Il settore del biologico vive di facili entusiasmi e di contraccolpi dovuti alla cattiva informazione. Ogni anno ci troviamo costretti a difendere il settore contro i detrattori dell’ultim’ora. E lo facciamo in modo appassionato sì, ma altrettanto laico e critico, così come dice di presentarsi Altroconsumo. Non si tratta di credere o non “credere in Bio”, come se fosse una sorta di religione, ma di credere a delle evidenze scientifiche e conservare un minimo di buonsenso.
E allora ricordiamo come l’indagine condotta recentemente dall’Ispra confermi quanto l ‘agricoltura biologica vinca su quella convenzionale, in termini di biodiversità, di qualità delle acque e del suolo, di bilancio di gas serra, di uso e consumo delle risorse quali suolo, acqua ed energia. 
Secondo l’istituto nei terreni biologici, dove è proibito l’uso di fertilizzanti, pesticidi e erbicidi di sintesi, è possibile rilevare un numero doppio di specie vegetali rispetto a quelli convenzionali, fino al 50% in più di ragni, il 60% in più di uccelli e il 75% in più di pipistrelli.
Ma anche sul piano della salute i dati sono piuttosto chiari.
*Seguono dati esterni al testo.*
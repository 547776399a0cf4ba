use std::fs;

use anyhow::Context;
use calculator::EmissionFactors;
use serde::Deserialize;

pub const SETTINGS_FILE: &str = "server.toml";
const FACTOR_ENV_PREFIX: &str = "APP__FACTOR_";

#[derive(Debug, Clone, PartialEq)]
pub struct Settings {
    pub server_bind: String,
    pub request_body_limit_bytes: usize,
    pub factors: EmissionFactors,
}

impl Default for Settings {
    fn default() -> Self {
        Self {
            server_bind: "127.0.0.1:5000".into(),
            request_body_limit_bytes: 64 * 1024,
            factors: EmissionFactors::default(),
        }
    }
}

#[derive(Debug, Default, Deserialize)]
struct FileConfig {
    bind_addr: Option<String>,
    request_body_limit_bytes: Option<usize>,
    factors: Option<EmissionFactors>,
}

pub fn load_settings() -> anyhow::Result<Settings> {
    let mut settings = Settings::default();

    if let Ok(raw) = fs::read_to_string(SETTINGS_FILE) {
        apply_file_config(&mut settings, &raw)
            .with_context(|| format!("invalid settings file '{SETTINGS_FILE}'"))?;
    }
    apply_env_overrides(&mut settings, std::env::vars())?;

    Ok(settings)
}

pub(crate) fn apply_file_config(settings: &mut Settings, raw: &str) -> anyhow::Result<()> {
    let file_cfg: FileConfig = toml::from_str(raw)?;
    if let Some(v) = file_cfg.bind_addr {
        settings.server_bind = v;
    }
    if let Some(v) = file_cfg.request_body_limit_bytes {
        settings.request_body_limit_bytes = v;
    }
    if let Some(v) = file_cfg.factors {
        settings.factors = v;
    }
    Ok(())
}

/// `APP__*` variables win over their unprefixed forms regardless of order.
pub(crate) fn apply_env_overrides(
    settings: &mut Settings,
    vars: impl IntoIterator<Item = (String, String)>,
) -> anyhow::Result<()> {
    let mut bind = None;
    let mut prefixed_bind = None;

    for (key, value) in vars {
        match key.as_str() {
            "SERVER_BIND" => bind = Some(value),
            "APP__BIND_ADDR" => prefixed_bind = Some(value),
            "APP__REQUEST_BODY_LIMIT_BYTES" => {
                if let Ok(parsed) = value.parse::<usize>() {
                    settings.request_body_limit_bytes = parsed;
                }
            }
            _ => {
                if let Some(name) = key.strip_prefix(FACTOR_ENV_PREFIX) {
                    let factor = value
                        .parse::<f64>()
                        .with_context(|| format!("{key} must be a number, got '{value}'"))?;
                    settings.factors.set(name, factor)?;
                }
            }
        }
    }

    if let Some(v) = prefixed_bind.or(bind) {
        settings.server_bind = v;
    }
    Ok(())
}

#[cfg(test)]
#[path = "tests/config_tests.rs"]
mod tests;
Lo scorso 19 giugno, il programma di controllo eco-monitor, che dal 2002 viene eseguito nello stato tedesco Baden-Württemberg con lo scopo di controllare gli ingredienti dei prodotti bio mettendoli a confronto con quelli dei prodotti convenzionali, ha confermato, che il cibo biologico è più sicuro di quello non biologico.
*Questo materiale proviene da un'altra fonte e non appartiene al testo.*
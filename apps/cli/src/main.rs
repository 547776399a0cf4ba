use std::time::Duration;

use anyhow::{anyhow, Result};
use clap::Parser;
use client_core::{
    CalculationOutcome, FootprintClient, UiAction, ViewController, ViewModel,
    GENERIC_FAILURE_MESSAGE,
};
use shared::domain::{DisplayField, FormField, ProgressBar};

const BAR_WIDTH: usize = 30;

/// Submit one footprint calculation and print the breakdown.
#[derive(Parser, Debug)]
struct Args {
    #[arg(long, default_value = "http://127.0.0.1:5000")]
    server_url: String,
    /// Car travel, miles per month.
    #[arg(long)]
    personal_car: Option<String>,
    /// Bus and train travel, miles per month.
    #[arg(long)]
    public_transit: Option<String>,
    /// Flights, miles per year.
    #[arg(long)]
    flights: Option<String>,
    /// Electricity, kWh per month.
    #[arg(long)]
    electricity: Option<String>,
    /// Natural gas, therms per month.
    #[arg(long)]
    natural_gas: Option<String>,
    /// Additional form field sent verbatim, as NAME=VALUE.
    #[arg(long = "field", value_parser = parse_field)]
    extra_fields: Vec<(String, String)>,
    #[arg(long)]
    timeout_secs: Option<u64>,
    /// Also print the raw result as JSON.
    #[arg(long)]
    json: bool,
}

impl Args {
    fn standard_fields(&self) -> [(FormField, Option<&String>); 5] {
        [
            (FormField::PersonalCar, self.personal_car.as_ref()),
            (FormField::PublicTransit, self.public_transit.as_ref()),
            (FormField::Flights, self.flights.as_ref()),
            (FormField::Electricity, self.electricity.as_ref()),
            (FormField::NaturalGas, self.natural_gas.as_ref()),
        ]
    }
}

fn parse_field(raw: &str) -> Result<(String, String), String> {
    let (name, value) = raw
        .split_once('=')
        .ok_or_else(|| format!("expected NAME=VALUE, got '{raw}'"))?;
    Ok((name.trim().to_string(), value.to_string()))
}

#[tokio::main]
async fn main() -> Result<()> {
    tracing_subscriber::fmt().with_env_filter("warn").init();
    let args = Args::parse();

    let mut view = ViewModel::new();
    for (field, value) in args.standard_fields() {
        if let Some(value) = value {
            view.set_field(field.key(), value.as_str());
        }
    }
    for (name, value) in &args.extra_fields {
        view.set_field(name, value.as_str());
    }

    let client = match args.timeout_secs {
        Some(secs) => FootprintClient::with_timeout(&args.server_url, Duration::from_secs(secs))?,
        None => FootprintClient::new(&args.server_url),
    };
    let mut controller = ViewController::initialize(view)?;

    match controller.handle(UiAction::Submit, &client).await {
        Some(CalculationOutcome::Success(result)) => {
            print_results(controller.view());
            if args.json {
                println!("{}", serde_json::to_string_pretty(&result)?);
            }
            Ok(())
        }
        Some(CalculationOutcome::Failure(_)) | None => {
            let message = controller
                .view_mut()
                .dismiss_alert()
                .unwrap_or_else(|| GENERIC_FAILURE_MESSAGE.to_string());
            Err(anyhow!(message))
        }
    }
}

fn print_results(view: &ViewModel) {
    let text = move |field: DisplayField| view.text(field).unwrap_or_default();

    println!("Your annual carbon footprint");
    println!("  total:            {} tons CO2e", text(DisplayField::TotalFootprint));
    println!("  trees to offset:  {}", text(DisplayField::TreesOffset));
    println!();
    println!(
        "Transportation      {} tons ({}%)",
        text(DisplayField::TransportTotal),
        text(DisplayField::TransportPercentage)
    );
    println!("  {}", progress_line(view, ProgressBar::Transport));
    println!("  car:              {}", text(DisplayField::CarEmissions));
    println!("  public transit:   {}", text(DisplayField::TransitEmissions));
    println!("  flights:          {}", text(DisplayField::FlightEmissions));
    println!();
    println!(
        "Household energy    {} tons ({}%)",
        text(DisplayField::EnergyTotal),
        text(DisplayField::EnergyPercentage)
    );
    println!("  {}", progress_line(view, ProgressBar::Energy));
    println!("  electricity:      {}", text(DisplayField::ElectricityEmissions));
    println!("  natural gas:      {}", text(DisplayField::NaturalGasEmissions));
}

/// Out-of-range widths are only clamped for drawing; the label keeps the raw value.
fn progress_line(view: &ViewModel, bar: ProgressBar) -> String {
    let filled = view
        .progress_fraction(bar)
        .map(|fraction| (fraction.clamp(0.0, 1.0) * BAR_WIDTH as f32).round() as usize)
        .unwrap_or(0);
    format!(
        "[{}{}] {}",
        "#".repeat(filled),
        "-".repeat(BAR_WIDTH - filled),
        view.text(bar.label()).unwrap_or_default()
    )
}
“Quest’anno i nuovi risultati del test dell’Ecomonitor di Baden-Württemberg dimostrano ancora una volta che il cibo biologico è il più sicuro sul mercato” ha commentato Felix Prinz zu Löwenstein, Presidente della Federazione Tedesca dell’Industria del Cibo Biologico (BÖLW). “La differenza rispetto ai prodotti non bio è particolarmente evidente quando vengono presi in considerazione gli alimenti ortofrutticoli: gli ortaggi, infatti, presentano una quantità media di residui di pesticidi circa 320 volte inferiore rispetto a quella degli ortaggi non biologici”. A proposito di evidenze scientifiche Roberto Pinton di AssoBio ha realizzato il libro ” Biologico, la parola alla scienza” in cui raccoglie gli abstract di una settantina di articoli pubblicati da 36 tra le più prestigiose riviste scientifiche (da Science al British Medical Journal, da Pediatrics a Environmental Health Prespectives) sugli aspetti dell’agronomia, della nutrizione umana, della pediatria, della tossicologia, dell’epidemiologia, dell’ecologia applicata.
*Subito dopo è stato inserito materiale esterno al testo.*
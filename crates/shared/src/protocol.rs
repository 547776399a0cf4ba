use std::collections::BTreeMap;

use serde::{Deserialize, Serialize};
use serde_json::{Map, Value};

use crate::{domain::FormField, error::ApiError};

pub const CALCULATE_PATH: &str = "/calculate";

/// Form contents as submitted: field name to raw string value.
///
/// Values are never coerced on the client; numeric-looking fields travel as
/// strings and the backend decides what they mean.
#[derive(Debug, Clone, Default, PartialEq, Eq, Serialize, Deserialize)]
#[serde(transparent)]
pub struct Submission(BTreeMap<String, String>);

impl Submission {
    pub fn new() -> Self {
        Self::default()
    }

    pub fn insert(&mut self, name: impl Into<String>, value: impl Into<String>) {
        self.0.insert(name.into(), value.into());
    }

    pub fn with(mut self, name: impl Into<String>, value: impl Into<String>) -> Self {
        self.insert(name, value);
        self
    }

    pub fn get(&self, name: &str) -> Option<&str> {
        self.0.get(name).map(String::as_str)
    }

    pub fn field(&self, field: FormField) -> Option<&str> {
        self.get(field.key())
    }

    pub fn iter(&self) -> impl Iterator<Item = (&str, &str)> {
        self.0.iter().map(|(k, v)| (k.as_str(), v.as_str()))
    }

    pub fn len(&self) -> usize {
        self.0.len()
    }

    pub fn is_empty(&self) -> bool {
        self.0.is_empty()
    }
}

impl<K: Into<String>, V: Into<String>> FromIterator<(K, V)> for Submission {
    fn from_iter<I: IntoIterator<Item = (K, V)>>(iter: I) -> Self {
        Self(
            iter.into_iter()
                .map(|(k, v)| (k.into(), v.into()))
                .collect(),
        )
    }
}

/// Backend view of a request body. Strings are kept verbatim and numbers in
/// their JSON form. A standard field holding any other type is rejected;
/// unknown keys holding one are dropped.
impl TryFrom<Map<String, Value>> for Submission {
    type Error = ApiError;

    fn try_from(body: Map<String, Value>) -> Result<Self, Self::Error> {
        let mut submission = Submission::new();
        for (name, value) in body {
            match value {
                Value::String(raw) => submission.insert(name, raw),
                Value::Number(number) => submission.insert(name, number.to_string()),
                other if FormField::ALL.iter().any(|field| field.key() == name) => {
                    return Err(ApiError::validation(format!(
                        "field '{name}' must be a number or a string, got {other}"
                    )));
                }
                _ => {}
            }
        }
        Ok(submission)
    }
}

/// A leaf of the result breakdown, already formatted by the backend.
///
/// Strings are shown as-is, numbers in their JSON form. A missing leaf decodes
/// to `null` and displays as empty text.
#[derive(Debug, Clone, Default, PartialEq, Serialize, Deserialize)]
#[serde(transparent)]
pub struct DisplayValue(pub Value);

impl DisplayValue {
    pub fn text(&self) -> String {
        match &self.0 {
            Value::Null => String::new(),
            Value::String(s) => s.clone(),
            Value::Number(n) => n.to_string(),
            Value::Bool(b) => b.to_string(),
            other => other.to_string(),
        }
    }

    pub fn is_missing(&self) -> bool {
        self.0.is_null()
    }
}

impl From<&str> for DisplayValue {
    fn from(value: &str) -> Self {
        Self(Value::String(value.to_string()))
    }
}

impl From<String> for DisplayValue {
    fn from(value: String) -> Self {
        Self(Value::String(value))
    }
}

impl From<i64> for DisplayValue {
    fn from(value: i64) -> Self {
        Self(Value::from(value))
    }
}

impl From<f64> for DisplayValue {
    fn from(value: f64) -> Self {
        Self(Value::from(value))
    }
}

#[derive(Debug, Clone, Default, PartialEq, Serialize, Deserialize)]
#[serde(default)]
pub struct TransportationBreakdown {
    pub total: DisplayValue,
    pub percentage: DisplayValue,
    pub car: DisplayValue,
    pub transit: DisplayValue,
    pub flights: DisplayValue,
}

#[derive(Debug, Clone, Default, PartialEq, Serialize, Deserialize)]
#[serde(default)]
pub struct HouseholdEnergyBreakdown {
    pub total: DisplayValue,
    pub percentage: DisplayValue,
    pub electricity: DisplayValue,
    pub natural_gas: DisplayValue,
}

/// Response body of `POST /calculate`.
#[derive(Debug, Clone, Default, PartialEq, Serialize, Deserialize)]
#[serde(default)]
pub struct FootprintResult {
    pub total_annual_footprint: DisplayValue,
    pub trees_to_offset: DisplayValue,
    pub transportation: TransportationBreakdown,
    pub household_energy: HouseholdEnergyBreakdown,
}
use serde::{Deserialize, Serialize};

/// Declares an enum of named view elements together with the stable
/// identifier each one is bound to in a host view.
macro_rules! element_enum {
    ($name:ident { $($variant:ident => $id:literal),+ $(,)? }) => {
        #[derive(Debug, Clone, Copy, PartialEq, Eq, Hash, PartialOrd, Ord, Serialize, Deserialize)]
        #[serde(rename_all = "snake_case")]
        pub enum $name {
            $($variant),+
        }

        impl $name {
            pub const ALL: &'static [$name] = &[$($name::$variant),+];

            pub fn element_id(self) -> &'static str {
                match self {
                    $($name::$variant => $id),+
                }
            }
        }
    };
}

/// The two mutually exclusive views of the calculator.
#[derive(Debug, Clone, Copy, PartialEq, Eq, Hash, Default, Serialize, Deserialize)]
#[serde(rename_all = "snake_case")]
pub enum Panel {
    #[default]
    Form,
    Results,
}

impl Panel {
    pub fn element_id(self) -> &'static str {
        match self {
            Panel::Form => "calculator-section",
            Panel::Results => "results-section",
        }
    }
}

element_enum!(Control {
    HeroCta => "hero-cta-button",
    Form => "carbon-form",
    StartOver => "start-over-button",
    Recalculate => "recalculate-button",
});

element_enum!(DisplayField {
    TotalFootprint => "total-footprint",
    TreesOffset => "trees-offset",
    TransportTotal => "transport-total",
    TransportPercentage => "transport-percentage",
    CarEmissions => "car-emissions",
    TransitEmissions => "transit-emissions",
    FlightEmissions => "flight-emissions",
    EnergyTotal => "energy-total",
    EnergyPercentage => "energy-percentage",
    ElectricityEmissions => "electricity-emissions",
    NaturalGasEmissions => "natural-gas-emissions",
    TransportProgressLabel => "transport-progress-label",
    EnergyProgressLabel => "energy-progress-label",
});

element_enum!(ProgressBar {
    Transport => "transport-progress",
    Energy => "energy-progress",
});

impl ProgressBar {
    pub fn label(self) -> DisplayField {
        match self {
            ProgressBar::Transport => DisplayField::TransportProgressLabel,
            ProgressBar::Energy => DisplayField::EnergyProgressLabel,
        }
    }
}

/// Any element the controller reads from, writes to, or listens on.
#[derive(Debug, Clone, Copy, PartialEq, Eq, Hash)]
pub enum BindPoint {
    Panel(Panel),
    Control(Control),
    Display(DisplayField),
    Progress(ProgressBar),
}

impl BindPoint {
    pub fn element_id(self) -> &'static str {
        match self {
            BindPoint::Panel(panel) => panel.element_id(),
            BindPoint::Control(control) => control.element_id(),
            BindPoint::Display(field) => field.element_id(),
            BindPoint::Progress(bar) => bar.element_id(),
        }
    }

    /// Every bind point a calculator view has to provide.
    pub fn all() -> impl Iterator<Item = BindPoint> {
        [Panel::Form, Panel::Results]
            .into_iter()
            .map(BindPoint::Panel)
            .chain(Control::ALL.iter().copied().map(BindPoint::Control))
            .chain(DisplayField::ALL.iter().copied().map(BindPoint::Display))
            .chain(ProgressBar::ALL.iter().copied().map(BindPoint::Progress))
    }
}

/// Input fields of the calculator form.
#[derive(Debug, Clone, Copy, PartialEq, Eq, Hash, Serialize, Deserialize)]
#[serde(rename_all = "snake_case")]
pub enum FormField {
    PersonalCar,
    PublicTransit,
    Flights,
    Electricity,
    NaturalGas,
}

impl FormField {
    pub const ALL: [FormField; 5] = [
        FormField::PersonalCar,
        FormField::PublicTransit,
        FormField::Flights,
        FormField::Electricity,
        FormField::NaturalGas,
    ];

    /// Key used in the submitted JSON object.
    pub fn key(self) -> &'static str {
        match self {
            FormField::PersonalCar => "personal_car",
            FormField::PublicTransit => "public_transit",
            FormField::Flights => "flights",
            FormField::Electricity => "electricity",
            FormField::NaturalGas => "natural_gas",
        }
    }

    pub fn label(self) -> &'static str {
        match self {
            FormField::PersonalCar => "Car travel (miles / month)",
            FormField::PublicTransit => "Public transit (miles / month)",
            FormField::Flights => "Flights (miles / year)",
            FormField::Electricity => "Electricity (kWh / month)",
            FormField::NaturalGas => "Natural gas (therms / month)",
        }
    }
}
Condividiamo il parere delle associazioni di categoria: non si possono tranquillizzare i consumatori dicendo loro di lavare le verdure, sbucciare la frutta, o buttare via l’acqua di bollitura. Vogliamo cibi autenticamente sani. Vogliamo che la biodiversità e la fertilità dei suoli siano tutelate. E vogliamo avere un’informazione corretta. Alle insinuazioni bisogna rispondere con i fatti. Perché ognuno sia libero di fare le sue scelte e le sue valutazioni.